THE Word, Jesus Christ, fills ALL things, in this case He fills ALL the body (not just some) with THE Apostle, Jesus Christ. He fills ALL the body with THE Prophet, Jesus Christ. He fills ALL the body with THE Evangelist, Jesus Christ. He fills ALL the body with THE Shepherd, Jesus Christ. And He fills ALL the body with THE Teacher, Jesus Christ through HIS Spirit that abides IN ALL who are His. Why? Because God is NOT a respecter of persons and He desires that we ALL might be made perfect and be built up into the fullness of His Son… “to equip the saints for the work of ministry [service], for building up the body of Christ, until we all attain to the unity of the faith and of the knowledge [perfect knowing] of the Son of God, to mature manhood, to the measure of the stature of the fullness of Christ, so that we may no longer be children, tossed to and fro by the waves and carried about by every wind of doctrine, by human cunning, by craftiness in deceitful schemes. Rather, speaking the truth in love, we are to GROW UP IN EVERY WAY INTO HIM who is the head, into Christ,” (Ephesians 4:12-15 ESV – emphasis added)

Dear saints, this whole “five-fold” hierarchic invention of the ecclesiarchs in the Christian religion has yet to build up the saints into the fullness of Christ and it never will. Why? Because by its very nature it divides the body of Christ against itself into two classes, the haves and the have-nots. the clergy and the laity, the clean untouchables and the unwashed masses. It is a system designed in hell itself, not in heaven. But like Paul brought forth in his letter to the Corinthians…
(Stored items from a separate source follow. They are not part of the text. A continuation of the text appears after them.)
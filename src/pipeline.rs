//! Orchestration of the assembly-to-archive pipeline
//!
//! One [BuildContextPipeline::create_archive] call resolves the build
//! directories, stages the assembly, generates or verifies the Dockerfile,
//! folds the customizer chain and hands off to the tar builder. All IO
//! failures in that sequence surface as a single
//! [Error::ArchiveConstruction](crate::error::Error::ArchiveConstruction)
//! naming the Dockerfile and build directory involved.

use crate::{
    archive::{self, apply_customizers, ArchiveAssembly, Customizer},
    config::{BuildConfiguration, Compression, PermissionMode, Project},
    dockerfile,
    error::*,
    path,
    stage::{self, StagedAssembly, StagedEntry},
    BuildDirectories, ImageName,
};
use std::{
    fs,
    path::{Path, PathBuf},
};

pub struct BuildContextPipeline<'a> {
    project: &'a Project,
}

impl<'a> BuildContextPipeline<'a> {
    pub fn new(project: &'a Project) -> Self {
        BuildContextPipeline { project }
    }

    /// Build the complete build-context archive for `image`.
    ///
    /// Returns the path of `<tmpDir>/docker-build.{tar|tar.gz|tar.bz2}`.
    pub fn create_archive<'c>(
        &self,
        image: &ImageName,
        build: &BuildConfiguration,
        final_customizer: Option<Customizer<'c>>,
    ) -> Result<PathBuf> {
        let dirs = BuildDirectories::resolve(image, &self.project.output_dir, &self.project.base_dir)
            .ensure_created()?;
        self.run(&dirs, build, final_customizer)
            .map_err(|e| wrap_io(e, dockerfile_name(build), dirs.build_dir()))
    }

    fn run<'c>(
        &self,
        dirs: &BuildDirectories,
        build: &BuildConfiguration,
        final_customizer: Option<Customizer<'c>>,
    ) -> Result<PathBuf> {
        let staged = match &build.assembly {
            Some(assembly) => stage::stage(self.project, assembly, dirs)?,
            None => StagedAssembly::default(),
        };

        let dockerfile_path = dirs.build_dir().join("Dockerfile");
        match &build.dockerfile {
            Some(user_dockerfile) => {
                let source = self.project.resolve(user_dockerfile);
                if !source.is_file() {
                    return Err(Error::MissingDockerfile(source));
                }
                if let Some(assembly) = &build.assembly {
                    dockerfile::verify(&source, &assembly.name)?;
                }
                let content = fs::read_to_string(&source)?;
                fs::write(
                    &dockerfile_path,
                    dockerfile::interpolate(&content, &self.project.properties),
                )?;
            }
            None => {
                fs::write(&dockerfile_path, dockerfile::generate(build))?;
            }
        }

        let mut customizers: Vec<Customizer> = Vec::new();
        customizers.push(Box::new(move |a| {
            Ok(a.include_file(&dockerfile_path, "Dockerfile"))
        }));
        if let Some(customizer) = final_customizer {
            customizers.push(customizer);
        }
        if let Some(assembly) = &build.assembly {
            if let Some(artifact) = &self.project.artifact {
                let source = self.project.resolve(artifact);
                if source.is_file() {
                    let destination = Path::new(&assembly.name)
                        .join(source.file_name().expect("is_file implies a file name"));
                    customizers.push(Box::new(move |a| {
                        Ok(a.include_file(&source, &destination))
                    }));
                } else {
                    log::debug!("No build artifact at {}, skipping", source.display());
                }
            }
        }
        // Exclusions and configured permissions go last so they always win
        // over earlier-added content.
        let excludes = staged.excludes.clone();
        let permissions = staged_permissions(&staged, dirs.build_dir());
        customizers.push(Box::new(move |mut a| {
            for name in &excludes {
                a = a.exclude_file(name.clone());
            }
            for (archive_path, mode) in &permissions {
                a = a.set_permissions(archive_path.clone(), mode.clone());
            }
            Ok(a)
        }));

        let assembly_acc = apply_customizers(ArchiveAssembly::new(), &customizers)?;
        let policy = build
            .assembly
            .as_ref()
            .map(|a| a.mode)
            .unwrap_or_default();
        archive::create_archive(dirs.build_dir(), dirs, build.compression, &assembly_acc, policy)
    }

    /// Stage the assembly and return the source→destination pairs for
    /// watch-mode change detection.
    pub fn assembly_files(
        &self,
        image: &ImageName,
        build: &BuildConfiguration,
    ) -> Result<Vec<StagedEntry>> {
        let dirs = BuildDirectories::resolve(image, &self.project.output_dir, &self.project.base_dir)
            .ensure_created()?;
        match &build.assembly {
            Some(assembly) => Ok(stage::stage(self.project, assembly, &dirs)?.entries),
            None => Ok(Vec::new()),
        }
    }

    /// Archive only the given changed entries for an incremental rebuild.
    ///
    /// Entries are re-rooted relative to `assembly_dir` into a dedicated
    /// `changed-files` staging directory which is recreated on every call.
    /// The result is always an uncompressed `changed-files.tar`.
    pub fn create_changed_files_archive(
        &self,
        entries: &[StagedEntry],
        assembly_dir: &Path,
        image: &ImageName,
    ) -> Result<PathBuf> {
        let dirs = BuildDirectories::resolve(image, &self.project.output_dir, &self.project.base_dir)
            .ensure_created()?;
        let changed_dir = dirs.tmp_dir().join("changed-files");
        if changed_dir.exists() {
            fs::remove_dir_all(&changed_dir)?;
        }
        fs::create_dir_all(&changed_dir)
            .map_err(|_| Error::DirectoryCreation(changed_dir.clone()))?;

        for entry in entries {
            let relative = match path::relative_to(assembly_dir, &entry.destination) {
                Some(relative) => relative,
                None => {
                    log::warn!(
                        "Changed file {} is not below {}, skipping",
                        entry.destination.display(),
                        assembly_dir.display()
                    );
                    continue;
                }
            };
            let target = changed_dir.join(relative);
            if let Some(parent) = target.parent() {
                fs::create_dir_all(parent)
                    .map_err(|_| Error::DirectoryCreation(parent.to_path_buf()))?;
            }
            fs::copy(&entry.source, &target).map_err(|e| Error::Copy {
                from: entry.source.clone(),
                to: target,
                source: e,
            })?;
        }

        let archive_path = dirs.tmp_dir().join("changed-files.tar");
        archive::write_archive(
            &changed_dir,
            &archive_path,
            Compression::None,
            &ArchiveAssembly::new(),
            PermissionMode::Keep,
        )?;
        Ok(archive_path)
    }
}

fn dockerfile_name(build: &BuildConfiguration) -> String {
    build
        .dockerfile
        .as_ref()
        .and_then(|p| p.file_name())
        .map(|n| n.to_string_lossy().into_owned())
        .unwrap_or_else(|| "Dockerfile".to_string())
}

/// Configured staged permissions keyed by archive-relative POSIX path.
fn staged_permissions(staged: &StagedAssembly, build_dir: &Path) -> Vec<(String, String)> {
    staged
        .permissions
        .iter()
        .filter_map(|(destination, mode)| {
            let relative = path::relative_to(build_dir, destination)?;
            let mode = mode.as_ref()?;
            Some((path::to_posix(&relative), mode.clone()))
        })
        .collect()
}

fn wrap_io(error: Error, dockerfile: String, build_dir: &Path) -> Error {
    match error {
        e @ Error::UnknownIo(_) | e @ Error::Copy { .. } | e @ Error::DirectoryCreation(_) => {
            Error::ArchiveConstruction {
                dockerfile,
                dir: build_dir.to_path_buf(),
                source: Box::new(e),
            }
        }
        other => other,
    }
}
“For you are still of the flesh. For while there is jealousy and strife [divisions] among you, are you not of the flesh and behaving only in a human way? For when one says, “I follow Paul,” and another, “I follow Apollos,” are you not being merely human? What then is Apollos? What is Paul? Servants through whom you believed… Let no one deceive himself. If anyone among you thinks that he is wise in this age, let him become a fool that he may become wise. For the wisdom of this world is folly with God. For it is written, “He catches the wise in their craftiness,” and again, “The Lord knows the thoughts of the wise, that they are futile.” So let no one boast in men. For all things are yours, whether Paul or Apollos or Cephas or the world or life or death or the present or the future–all are yours, and you are Christ’s, and Christ is God’s.” (1 Corinthians 3:3-23 ESV).

All things are ours as we abide IN Christ who is our strength. Let us live accordingly as we surrender to Him and if we are being led to minister Christ Himself to others, let us do it in all simplicity and humble ourselves as He did, “And the Word was made flesh and dwelt among us.